Dataset excerpts ->
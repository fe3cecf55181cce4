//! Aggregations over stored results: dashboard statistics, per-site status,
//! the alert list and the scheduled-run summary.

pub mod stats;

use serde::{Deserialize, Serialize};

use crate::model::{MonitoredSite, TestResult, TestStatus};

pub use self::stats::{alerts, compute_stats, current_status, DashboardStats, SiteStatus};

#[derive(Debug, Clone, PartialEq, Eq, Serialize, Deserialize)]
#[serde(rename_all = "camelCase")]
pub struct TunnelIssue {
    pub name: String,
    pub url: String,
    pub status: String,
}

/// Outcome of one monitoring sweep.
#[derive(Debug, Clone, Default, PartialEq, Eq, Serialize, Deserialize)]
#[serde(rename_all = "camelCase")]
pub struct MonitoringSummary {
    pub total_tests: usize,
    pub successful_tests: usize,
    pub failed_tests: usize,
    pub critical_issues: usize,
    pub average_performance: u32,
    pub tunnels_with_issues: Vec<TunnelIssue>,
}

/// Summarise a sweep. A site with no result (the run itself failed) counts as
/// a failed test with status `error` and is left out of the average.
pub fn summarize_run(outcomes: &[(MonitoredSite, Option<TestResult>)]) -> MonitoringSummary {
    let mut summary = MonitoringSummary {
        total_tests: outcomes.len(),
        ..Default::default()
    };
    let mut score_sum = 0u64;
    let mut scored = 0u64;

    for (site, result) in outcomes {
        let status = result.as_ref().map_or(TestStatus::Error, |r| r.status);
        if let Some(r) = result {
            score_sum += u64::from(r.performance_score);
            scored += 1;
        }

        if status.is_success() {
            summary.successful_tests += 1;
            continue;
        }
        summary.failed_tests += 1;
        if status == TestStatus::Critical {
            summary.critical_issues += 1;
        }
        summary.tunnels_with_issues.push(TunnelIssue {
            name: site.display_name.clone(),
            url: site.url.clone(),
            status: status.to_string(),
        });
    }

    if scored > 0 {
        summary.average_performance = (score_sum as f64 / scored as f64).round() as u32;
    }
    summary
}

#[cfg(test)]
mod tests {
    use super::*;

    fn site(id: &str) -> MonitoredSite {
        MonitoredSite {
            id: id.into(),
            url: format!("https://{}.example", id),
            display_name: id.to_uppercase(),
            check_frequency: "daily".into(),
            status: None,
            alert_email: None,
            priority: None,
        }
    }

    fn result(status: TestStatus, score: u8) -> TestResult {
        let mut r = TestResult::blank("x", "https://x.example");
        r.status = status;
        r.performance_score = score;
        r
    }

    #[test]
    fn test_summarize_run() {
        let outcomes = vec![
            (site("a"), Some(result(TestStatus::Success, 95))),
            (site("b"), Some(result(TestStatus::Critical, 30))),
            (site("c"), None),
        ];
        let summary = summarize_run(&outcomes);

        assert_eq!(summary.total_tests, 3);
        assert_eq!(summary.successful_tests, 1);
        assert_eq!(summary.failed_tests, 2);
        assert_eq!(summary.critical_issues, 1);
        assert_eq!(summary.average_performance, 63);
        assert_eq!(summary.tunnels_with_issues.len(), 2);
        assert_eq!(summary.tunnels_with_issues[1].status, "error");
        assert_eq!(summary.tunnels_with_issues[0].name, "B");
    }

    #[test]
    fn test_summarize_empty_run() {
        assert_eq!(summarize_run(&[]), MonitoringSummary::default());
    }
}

What you are asked to do -> Reply with a number only, showing how many lines of the material contain the word "stats".

Output for this exercise -> 2